Last fall I traveled with Seck, executive director of Green Senegal, on a US speaking tour about the effects of climate change on poor communities. At venues across the American Midwest, Seck told the stories of families split apart by drought and crop failure, of teenagers lost at sea while attempting dangerous ocean crossings. She talked about a certain cemetery in Spain–the “Cemetery of the Unknown People”–filled with West Africans who had fled their homelands seeking a better way to earn a living.

I thought of Seck last week when I read Lisa Friedman’s article Coming Soon: Mass Migrations Spurred by Climate Change. Friedman interviews a married couple in Haringar, Bangladesh, who are the last remaining members of their family in their village; everyone else has fled to India, unable to catch enough fish to earn a living because of increasingly severe cyclones and floods. One by one, Friedman says, small migrations like these are “changing the face of the world”:

Experts estimate that as many as 250 million people — a population almost that of the entire United States — could be on the move by 2050. They will go because temperatures are rising and desertification has set in where rainfall is needed most. They will go because more potent monsoons are making flood-prone areas worse. They will go because of other water events caused by melting glaciers, rising seas and the slow and deadly seepage of saline water into their wells and fields.

Friedman says these climate change-based migrations usually follow a certain pattern: First, people flee from rural villages to cities, seeking a way to earn a living that’s not tied to the land and the unpredictable weather. Then, when cities become overcrowded, they cross national borders–spurring potential conflicts as more people compete for resources on the same turf.
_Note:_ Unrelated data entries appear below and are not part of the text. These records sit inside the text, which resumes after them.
/// Render one turn.
///
/// `matches` are the buffered tool invocations the correlator tied to this
/// turn's `tool_use` blocks; they add hook timing to the tool observation
/// and supply its output when the transcript has none yet.
pub fn build_turn_trace(
    turn: &Turn,
    turn_number: u64,
    matches: &[TurnToolMatch],
    opts: &TraceOptions,
) -> TurnTrace {
    let trace_id = turn.turn_id.clone();
    let timestamp = turn.started_at().unwrap_or(opts.now);
    let mut clock = Clock::new(timestamp);
    let mut observations = Vec::new();

    let (user_text, user_meta) = truncate_text(&turn.user_text(), opts.max_chars);
    let user_input = json!({"role": "user", "content": user_text});

    if let Some(system) = &turn.system_prompt {
        let (text, meta) = truncate_text(system, opts.max_chars);
        let mut obs = Observation::new(&trace_id, "system", ObservationKind::Span, "System Prompt", clock.tick(None));
        obs.input = Some(json!({"role": "system"}));
        obs.output = Some(json!({"role": "system", "content": text}));
        obs.metadata = json!({"system_text": meta});
        observations.push(obs);
    }

    let usage = turn.usage.as_ref().map(UsageSummary::from);
    let output = if turn.is_user_only() {
        json!({"status": PARTIAL_TAG, "reason": "no assistant response"})
    } else {
        let (assistant_text, assistant_meta) = truncate_text(&turn.assistant_text(), opts.max_chars);
        let output = json!({"role": "assistant", "content": assistant_text});

        let start = clock.tick(turn.blocks.first().and_then(|b| b.timestamp));
        let mut gen = Observation::new(&trace_id, "generation", ObservationKind::Generation, "Claude Response", start);
        gen.model = turn.model.clone();
        gen.usage = usage.clone();
        gen.input = Some(user_input.clone());
        gen.output = Some(output.clone());
        gen.end_time = turn.ended_at.map(|end| end.max(start));
        gen.metadata = json!({
            "assistant_text": assistant_meta,
            "stop_reason": turn.stop_reason,
            "content_blocks": turn.blocks.len(),
        });
        observations.push(gen);
        output
    };

    let by_block: HashMap<usize, &ToolInvocation> = matches
        .iter()
        .map(|m| (m.block_index, &m.invocation))
        .collect();

    let (mut n_text, mut n_thinking, mut n_other) = (0, 0, 0);
    for (i, block) in turn.blocks.iter().enumerate() {
        let start = clock.tick(block.timestamp);
        let suffix = format!("b{}", i);
        let obs = match &block.block {
            ContentBlock::Text { text } => {
                n_text += 1;
                let (text, meta) = truncate_text(text, opts.max_chars);
                let mut obs = Observation::new(&trace_id, &suffix, ObservationKind::Span, format!("Text [{}]", n_text), start);
                obs.output = Some(Value::String(text));
                obs.metadata = json!({"type": "text", "text_meta": meta});
                obs
            }
            ContentBlock::Thinking { thinking, .. } => {
                n_thinking += 1;
                let (text, meta) = truncate_text(thinking, opts.max_chars);
                let mut obs = Observation::new(&trace_id, &suffix, ObservationKind::Span, format!("Thinking [{}]", n_thinking), start);
                obs.output = Some(Value::String(text));
                obs.metadata = json!({"type": "thinking", "text_meta": meta});
                obs
            }
            ContentBlock::ToolUse { id, name, input } => tool_observation(
                &trace_id,
                &suffix,
                start,
                id,
                name,
                input,
                turn.tool_results.get(id),
                by_block.get(&i).copied(),
                opts.max_chars,
            ),
            other => {
                n_other += 1;
                let mut obs = Observation::new(
                    &trace_id,
                    &suffix,
                    ObservationKind::Span,
                    format!("Block [{}]: {}", n_other, other.kind()),
                    start,
                );
                obs.metadata = json!({"type": other.kind()});
                obs
            }
        };
        observations.push(obs);
    }

    let mut metadata = json!({
        "source": SOURCE,
        "session_id": turn.session_id,
        "turn_number": turn_number,
        "transcript_path": opts.transcript_path,
        "cwd": opts.cwd,
        "hostname": opts.hostname,
        "hook_event": opts.hook_event.as_str(),
        "permission_mode": opts.permission_mode,
        "stop_reason": turn.stop_reason,
        "partial": turn.is_partial(),
        "model": turn.model,
        "has_system_prompt": turn.system_prompt.is_some(),
        "content_blocks": turn.blocks.len(),
        "text_blocks": turn.count_blocks("text"),
        "thinking_blocks": turn.count_blocks("thinking"),
        "tool_blocks": turn.count_blocks("tool_use"),
        "hook_tool_events": matches.len(),
        "user_text": user_meta,
    });
    if let Some(u) = &usage {
        metadata["usage"] = json!(u.details());
    }

    let (name, tags) = if turn.is_partial() {
        (
            format!("Claude Code - Turn {} (partial)", turn_number),
            opts.tags(&[PARTIAL_TAG]),
        )
    } else {
        (format!("Claude Code - Turn {}", turn_number), opts.tags(&[]))
    };

    TurnTrace {
        trace_id,
        name,
        session_id: turn.session_id.clone(),
        user_id: opts.user_id.clone(),
        tags,
        timestamp,
        input: Some(user_input),
        output: Some(output),
        metadata,
        observations,
    }
}

/// Trace for a buffered tool call that never matched a turn
pub fn build_standalone_tool_trace(invocation: &ToolInvocation, opts: &TraceOptions) -> TurnTrace {
    let anchor = invocation
        .event_ids
        .first()
        .cloned()
        .unwrap_or_else(|| invocation.key.clone());
    let trace_id = short_id(&format!("{}::tool::{}", invocation.session_id, anchor));

    let (input, input_meta) = truncate_value(&invocation.input, opts.max_chars);
    let (output, output_meta) = match &invocation.output {
        Some(v) => {
            let (v, meta) = truncate_value(v, opts.max_chars);
            (Some(v), meta)
        }
        None => (None, None),
    };

    let start = invocation.started_at;
    let mut obs = Observation::new(
        &trace_id,
        "tool",
        ObservationKind::Tool,
        format!("Hook Tool: {}", invocation.tool_name),
        start + Duration::milliseconds(1),
    );
    obs.input = Some(input.clone());
    obs.output = output.clone();
    obs.end_time = invocation.finished_at.map(|end| end.max(obs.start_time));
    obs.metadata = json!({
        "source": HOOK_SOURCE,
        "tool_name": invocation.tool_name,
        "tool_use_id": invocation.tool_use_id,
        "event_ids": invocation.event_ids,
        "state": invocation.state,
        "duration_ms": invocation.duration_ms(),
        "input_meta": input_meta,
        "output_meta": output_meta,
    });

    TurnTrace {
        trace_id,
        name: format!("Claude Code - Tool: {}", invocation.tool_name),
        session_id: invocation.session_id.clone(),
        user_id: opts.user_id.clone(),
        tags: opts.tags(&[NO_TURN_CONTEXT_TAG]),
        timestamp: start,
        input: Some(input),
        output,
        metadata: json!({
            "source": HOOK_SOURCE,
            "session_id": invocation.session_id,
            "hostname": opts.hostname,
            "hook_event": opts.hook_event.as_str(),
            "transcript_path": opts.transcript_path,
            "no_turn_context": true,
        }),
        observations: vec![obs],
    }
}

/// Fields of a Notification hook payload
#[derive(Debug, Clone, Default, PartialEq)]
pub struct NotificationInfo {
    pub notification_type: Option<String>,
    pub message: Option<String>,
    pub details: Option<Value>,
}

pub fn build_notification_trace(
    session_id: &str,
    info: &NotificationInfo,
    opts: &TraceOptions,
) -> TurnTrace {
    let trace_id = short_id(&format!(
        "{}::notification::{}::{}",
        session_id,
        opts.now.to_rfc3339(),
        info.message.as_deref().unwrap_or_default()
    ));
    let (message, message_meta) = truncate_text(info.message.as_deref().unwrap_or_default(), opts.max_chars);
    let details = info.details.as_ref().map(|d| truncate_value(d, opts.max_chars).0);
    let input = json!({
        "notification_type": info.notification_type,
        "message": message,
        "details": details,
    });

    let mut obs = Observation::new(
        &trace_id,
        "event",
        ObservationKind::Event,
        "Notification",
        opts.now + Duration::milliseconds(1),
    );
    obs.input = Some(input.clone());
    obs.metadata = json!({"message_meta": message_meta});

    TurnTrace {
        trace_id,
        name: "Claude Code - Notification".to_string(),
        session_id: session_id.to_string(),
        user_id: opts.user_id.clone(),
        tags: opts.tags(&[NOTIFICATION_TAG]),
        timestamp: opts.now,
        input: Some(input),
        output: None,
        metadata: json!({
            "source": SOURCE,
            "session_id": session_id,
            "hostname": opts.hostname,
            "hook_event": opts.hook_event.as_str(),
            "notification_type": info.notification_type,
            "cwd": opts.cwd,
            "permission_mode": opts.permission_mode,
            "transcript_path": opts.transcript_path,
        }),
        observations: vec![obs],
    }
}
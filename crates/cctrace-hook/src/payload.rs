//! Hook payload read from stdin

use std::path::PathBuf;

use cctrace_core::{HookEventKind, ToolEvent};
use cctrace_langfuse::NotificationInfo;
use chrono::{DateTime, Utc};
use serde::Deserialize;
use serde_json::Value;

/// One hook invocation's JSON. Field spellings vary across Claude Code
/// versions, so aliases are kept as separate fields and resolved in accessors.
#[derive(Debug, Clone, Default, Deserialize)]
pub struct HookPayload {
    #[serde(default)]
    pub hook_event_name: Option<String>,
    #[serde(default)]
    pub event: Option<String>,

    #[serde(default)]
    session_id: Option<String>,
    #[serde(default, rename = "sessionId")]
    session_id_camel: Option<String>,
    #[serde(default)]
    session: Option<Value>,

    #[serde(default)]
    transcript_path: Option<String>,
    #[serde(default, rename = "transcriptPath")]
    transcript_path_camel: Option<String>,
    #[serde(default)]
    transcript: Option<Value>,

    #[serde(default)]
    pub cwd: Option<String>,
    #[serde(default)]
    pub permission_mode: Option<String>,

    #[serde(default)]
    pub tool_name: Option<String>,
    #[serde(default)]
    pub tool_input: Option<Value>,
    #[serde(default)]
    tool_output: Option<Value>,
    #[serde(default)]
    tool_response: Option<Value>,
    #[serde(default)]
    pub tool_use_id: Option<String>,

    #[serde(default)]
    pub notification_type: Option<String>,
    #[serde(default)]
    pub message: Option<String>,
    #[serde(default)]
    pub details: Option<Value>,
}

fn non_empty(s: &Option<String>) -> Option<String> {
    s.as_deref()
        .map(str::trim)
        .filter(|s| !s.is_empty())
        .map(str::to_string)
}

fn nested_str(value: &Option<Value>, key: &str) -> Option<String> {
    value
        .as_ref()
        .and_then(|v| v.get(key))
        .and_then(|v| v.as_str())
        .map(str::trim)
        .filter(|s| !s.is_empty())
        .map(str::to_string)
}

/// Expand a leading `~` to the home directory
fn expand_home(path: &str) -> PathBuf {
    let rest = match path.strip_prefix('~') {
        Some(rest) if rest.is_empty() || rest.starts_with('/') => rest.trim_start_matches('/'),
        _ => return PathBuf::from(path),
    };
    match dirs::home_dir() {
        Some(home) if rest.is_empty() => home,
        Some(home) => home.join(rest),
        None => PathBuf::from(path),
    }
}

impl HookPayload {
    /// Parse stdin contents. Empty input is an empty payload.
    pub fn parse(input: &str) -> Result<Self, serde_json::Error> {
        if input.trim().is_empty() {
            return Ok(Self::default());
        }
        serde_json::from_str(input)
    }

    /// Declared event name, or inferred from which fields are present
    pub fn event_kind(&self) -> HookEventKind {
        let declared = self
            .hook_event_name
            .as_deref()
            .or(self.event.as_deref())
            .and_then(HookEventKind::from_name);
        if let Some(kind) = declared {
            return kind;
        }
        if self.tool_name.is_some() {
            if self.tool_output().is_some() {
                return HookEventKind::PostToolUse;
            }
            return HookEventKind::PreToolUse;
        }
        if self.notification_type.is_some() || self.details.is_some() || self.message.is_some() {
            return HookEventKind::Notification;
        }
        HookEventKind::Stop
    }

    pub fn session_id(&self) -> Option<String> {
        non_empty(&self.session_id)
            .or_else(|| non_empty(&self.session_id_camel))
            .or_else(|| nested_str(&self.session, "id"))
    }

    pub fn transcript_path(&self) -> Option<PathBuf> {
        non_empty(&self.transcript_path)
            .or_else(|| non_empty(&self.transcript_path_camel))
            .or_else(|| nested_str(&self.transcript, "path"))
            .map(|p| expand_home(&p))
    }

    /// `tool_output`, or `tool_response` as newer versions call it
    pub fn tool_output(&self) -> Option<&Value> {
        self.tool_output.as_ref().or(self.tool_response.as_ref())
    }

    /// Buffered event for a PreToolUse/PostToolUse payload
    pub fn tool_event(
        &self,
        kind: HookEventKind,
        session_id: &str,
        now: DateTime<Utc>,
    ) -> Option<ToolEvent> {
        let phase = kind.tool_phase()?;
        let tool_name = non_empty(&self.tool_name).unwrap_or_else(|| "unknown".to_string());
        let event = ToolEvent::new(uuid::Uuid::new_v4().to_string(), session_id, tool_name, phase, now)
            .with_input(self.tool_input.clone().unwrap_or(Value::Null))
            .with_output(self.tool_output().cloned())
            .with_tool_use_id(self.tool_use_id.clone());
        Some(event)
    }

    pub fn notification(&self) -> NotificationInfo {
        NotificationInfo {
            notification_type: self.notification_type.clone(),
            message: self.message.clone(),
            details: self.details.clone(),
        }
    }
}
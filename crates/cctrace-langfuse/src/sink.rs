//! Rendering traces into ingestion events
//!
//! Two sinks, one per backend shape. The shape is chosen once per run, so
//! every trace of a batch has the same structure.

use serde_json::{json, Value};

use crate::capability::{BackendCapabilities, TraceShape};
use crate::ingestion::{
    EventBody, EventKind, IngestionEvent, LegacyUsage, ObservationBody, TraceBody,
};
use crate::trace::{Observation, ObservationKind, TurnTrace};

pub trait TraceSink {
    fn shape(&self) -> TraceShape;

    /// Ingestion events for one trace: the trace itself, then its observations in order
    fn render(&self, trace: &TurnTrace) -> Vec<IngestionEvent>;
}

/// Pick the sink for the probed backend
pub fn select_sink(caps: &BackendCapabilities) -> Box<dyn TraceSink> {
    match caps.shape {
        TraceShape::Nested => Box::new(NestedSink {
            usage_details: caps.usage_details,
            typed_observations: caps.typed_observations,
        }),
        TraceShape::Flat => Box::new(FlatSink {
            usage_details: caps.usage_details,
        }),
    }
}

fn root_id(trace: &TurnTrace) -> String {
    format!("{}-root", trace.trace_id)
}

fn observation_event(
    trace: &TurnTrace,
    obs: &Observation,
    parent: Option<String>,
    usage_details: bool,
    typed_observations: bool,
) -> IngestionEvent {
    let mut body = ObservationBody {
        id: obs.id.clone(),
        trace_id: trace.trace_id.clone(),
        parent_observation_id: parent,
        name: obs.name.clone(),
        start_time: obs.start_time,
        end_time: obs.end_time,
        input: obs.input.clone(),
        output: obs.output.clone(),
        metadata: (!obs.metadata.is_null()).then(|| obs.metadata.clone()),
        model: obs.model.clone(),
        level: obs.level.clone(),
        ..Default::default()
    };

    if let Some(usage) = &obs.usage {
        if usage_details {
            body.usage_details = Some(usage.details());
        } else {
            body.usage = Some(LegacyUsage {
                input: usage.input,
                output: usage.output,
                total: usage.total,
                unit: "TOKENS".to_string(),
            });
        }
    }

    let kind = match obs.kind {
        ObservationKind::Span => EventKind::SpanCreate,
        ObservationKind::Generation => EventKind::GenerationCreate,
        ObservationKind::Event => EventKind::EventCreate,
        ObservationKind::Tool if typed_observations => {
            body.observation_type = Some("TOOL".to_string());
            EventKind::ObservationCreate
        }
        ObservationKind::Tool => {
            let mut metadata = body.metadata.take().unwrap_or_else(|| json!({}));
            if let Value::Object(map) = &mut metadata {
                map.insert("observation_type".to_string(), json!("tool"));
            }
            body.metadata = Some(metadata);
            EventKind::SpanCreate
        }
    };
    IngestionEvent::new(kind, EventBody::Observation(body))
}

/// Root span per trace; every observation is its child
pub struct NestedSink {
    pub usage_details: bool,
    pub typed_observations: bool,
}

impl TraceSink for NestedSink {
    fn shape(&self) -> TraceShape {
        TraceShape::Nested
    }

    fn render(&self, trace: &TurnTrace) -> Vec<IngestionEvent> {
        let root = root_id(trace);
        let mut events = Vec::with_capacity(trace.observations.len() + 2);

        // Trace carries identity and grouping; content lives on the root span
        events.push(IngestionEvent::new(
            EventKind::TraceCreate,
            EventBody::Trace(TraceBody {
                id: trace.trace_id.clone(),
                timestamp: trace.timestamp,
                name: trace.name.clone(),
                user_id: Some(trace.user_id.clone()),
                session_id: trace.session_id.clone(),
                input: trace.input.clone(),
                output: trace.output.clone(),
                metadata: None,
                tags: trace.tags.clone(),
            }),
        ));
        events.push(IngestionEvent::new(
            EventKind::SpanCreate,
            EventBody::Observation(ObservationBody {
                id: root.clone(),
                trace_id: trace.trace_id.clone(),
                name: trace.name.clone(),
                start_time: trace.timestamp,
                end_time: Some(trace.end_time()),
                input: trace.input.clone(),
                output: trace.output.clone(),
                metadata: Some(trace.metadata.clone()),
                ..Default::default()
            }),
        ));
        for obs in &trace.observations {
            events.push(observation_event(
                trace,
                obs,
                Some(root.clone()),
                self.usage_details,
                self.typed_observations,
            ));
        }
        events
    }
}

/// Observations attached directly to the trace
pub struct FlatSink {
    pub usage_details: bool,
}

impl TraceSink for FlatSink {
    fn shape(&self) -> TraceShape {
        TraceShape::Flat
    }

    fn render(&self, trace: &TurnTrace) -> Vec<IngestionEvent> {
        let mut events = Vec::with_capacity(trace.observations.len() + 1);
        events.push(IngestionEvent::new(
            EventKind::TraceCreate,
            EventBody::Trace(TraceBody {
                id: trace.trace_id.clone(),
                timestamp: trace.timestamp,
                name: trace.name.clone(),
                user_id: Some(trace.user_id.clone()),
                session_id: trace.session_id.clone(),
                input: trace.input.clone(),
                output: trace.output.clone(),
                metadata: Some(trace.metadata.clone()),
                tags: trace.tags.clone(),
            }),
        ));
        for obs in &trace.observations {
            events.push(observation_event(trace, obs, None, self.usage_details, false));
        }
        events
    }
}
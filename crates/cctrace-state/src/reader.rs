//! Incremental transcript reader
//!
//! Reads the records appended to a transcript since a stored byte offset.
//! The file length is captured when the reader opens; records appended
//! while a run is in progress are left for the next run. Only complete,
//! newline-terminated lines are consumed, so a line the writer is still
//! appending is never split. This holds for a final line that is complete
//! JSON but lacks its newline: it is read once the writer terminates it.

use std::fs::File;
use std::io::{BufRead, BufReader, Read, Seek, SeekFrom, Take};
use std::path::{Path, PathBuf};

use cctrace_core::{parse_line, PositionedRecord};
use tracing::{debug, warn};

use crate::StateError;

/// What a read found
#[derive(Debug)]
pub enum ReadOutcome {
    /// The transcript does not exist (yet)
    Missing,
    /// Nothing past the offset. `offset` is where the next read starts,
    /// which is 0 when the file shrank below the stored offset.
    NoNewData { offset: u64 },
    Records(NewRecords),
}

/// Current length of a transcript, `None` when it does not exist
pub fn transcript_len(path: &Path) -> Result<Option<u64>, StateError> {
    match std::fs::metadata(path) {
        Ok(m) => Ok(Some(m.len())),
        Err(e) if e.kind() == std::io::ErrorKind::NotFound => Ok(None),
        Err(e) => Err(e.into()),
    }
}

/// Open `path` and position it at `from_offset`.
///
/// A stored offset past the end of the file means the transcript was
/// truncated or replaced; reading restarts from the beginning.
pub fn read_new(path: &Path, from_offset: u64) -> Result<ReadOutcome, StateError> {
    let len = match transcript_len(path)? {
        Some(len) => len,
        None => return Ok(ReadOutcome::Missing),
    };

    let (start, restarted) = if from_offset > len {
        warn!(
            path = %path.display(),
            stored = from_offset,
            len,
            "Transcript shorter than stored offset, restarting from 0"
        );
        (0, true)
    } else {
        (from_offset, false)
    };

    if start >= len {
        return Ok(ReadOutcome::NoNewData { offset: start });
    }

    let mut file = File::open(path)?;
    if start > 0 {
        file.seek(SeekFrom::Start(start))?;
    }
    debug!(path = %path.display(), start, len, "Reading transcript");

    Ok(ReadOutcome::Records(NewRecords {
        path: path.to_path_buf(),
        reader: BufReader::new(file.take(len - start)),
        start,
        position: start,
        restarted,
        check_first_line: start > 0,
        skipped: 0,
        done: false,
    }))
}

/// Lazy sequence of the records between the start offset and the file
/// length seen at open time
#[derive(Debug)]
pub struct NewRecords {
    path: PathBuf,
    reader: BufReader<Take<File>>,
    start: u64,
    /// Byte offset just past the last complete line consumed
    position: u64,
    restarted: bool,
    check_first_line: bool,
    skipped: usize,
    done: bool,
}

impl NewRecords {
    pub fn start(&self) -> u64 {
        self.start
    }

    /// Offset to resume from after the records yielded so far
    pub fn offset(&self) -> u64 {
        self.position
    }

    /// True when the stored offset was discarded because the file shrank
    pub fn restarted(&self) -> bool {
        self.restarted
    }

    /// Malformed lines skipped so far
    pub fn skipped(&self) -> usize {
        self.skipped
    }
}

impl Iterator for NewRecords {
    type Item = PositionedRecord;

    fn next(&mut self) -> Option<Self::Item> {
        let mut buf = Vec::new();
        while !self.done {
            buf.clear();
            let n = match self.reader.read_until(b'\n', &mut buf) {
                Ok(0) => {
                    self.done = true;
                    return None;
                }
                Ok(n) => n,
                Err(e) => {
                    warn!(path = %self.path.display(), error = %e, "Transcript read failed");
                    self.done = true;
                    return None;
                }
            };

            // Incomplete trailing line: leave it for the next run
            if buf.last() != Some(&b'\n') {
                self.done = true;
                return None;
            }

            let line_start = self.position;
            self.position += n as u64;

            let line = String::from_utf8_lossy(&buf);
            let line = line.trim();

            // Skip partial first line when reading from offset
            if self.check_first_line {
                self.check_first_line = false;
                if !line.is_empty() && !line.starts_with('{') {
                    continue;
                }
            }
            if line.is_empty() {
                continue;
            }

            match parse_line(line) {
                Ok(Some(record)) => {
                    return Some(PositionedRecord {
                        offset: line_start,
                        end_offset: self.position,
                        record,
                    })
                }
                Ok(None) => continue,
                Err(e) => {
                    self.skipped += 1;
                    warn!(
                        path = %self.path.display(),
                        offset = line_start,
                        error = %e,
                        "Skipping malformed transcript line"
                    );
                }
            }
        }
        None
    }
}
Seck described the same pattern when I interviewed her during the speaking tour. In this short excerpt, she explains why climate change drives young people in Senegal to flee their homes, and where they’re going:

[audio:http://oxfamamericablogs.s3.amazonaws.com/wp-content/uploads/2009/03/wore-seck-interview-clip-for-blog.mp3]

Listening to Seck’s voice now, I remember the power of her words, and her ability to move her listeners here in the US. As the crisis grows more urgent, I hope stories like hers–and Friedman’s story of the family in Bangladesh–will continue to reach us.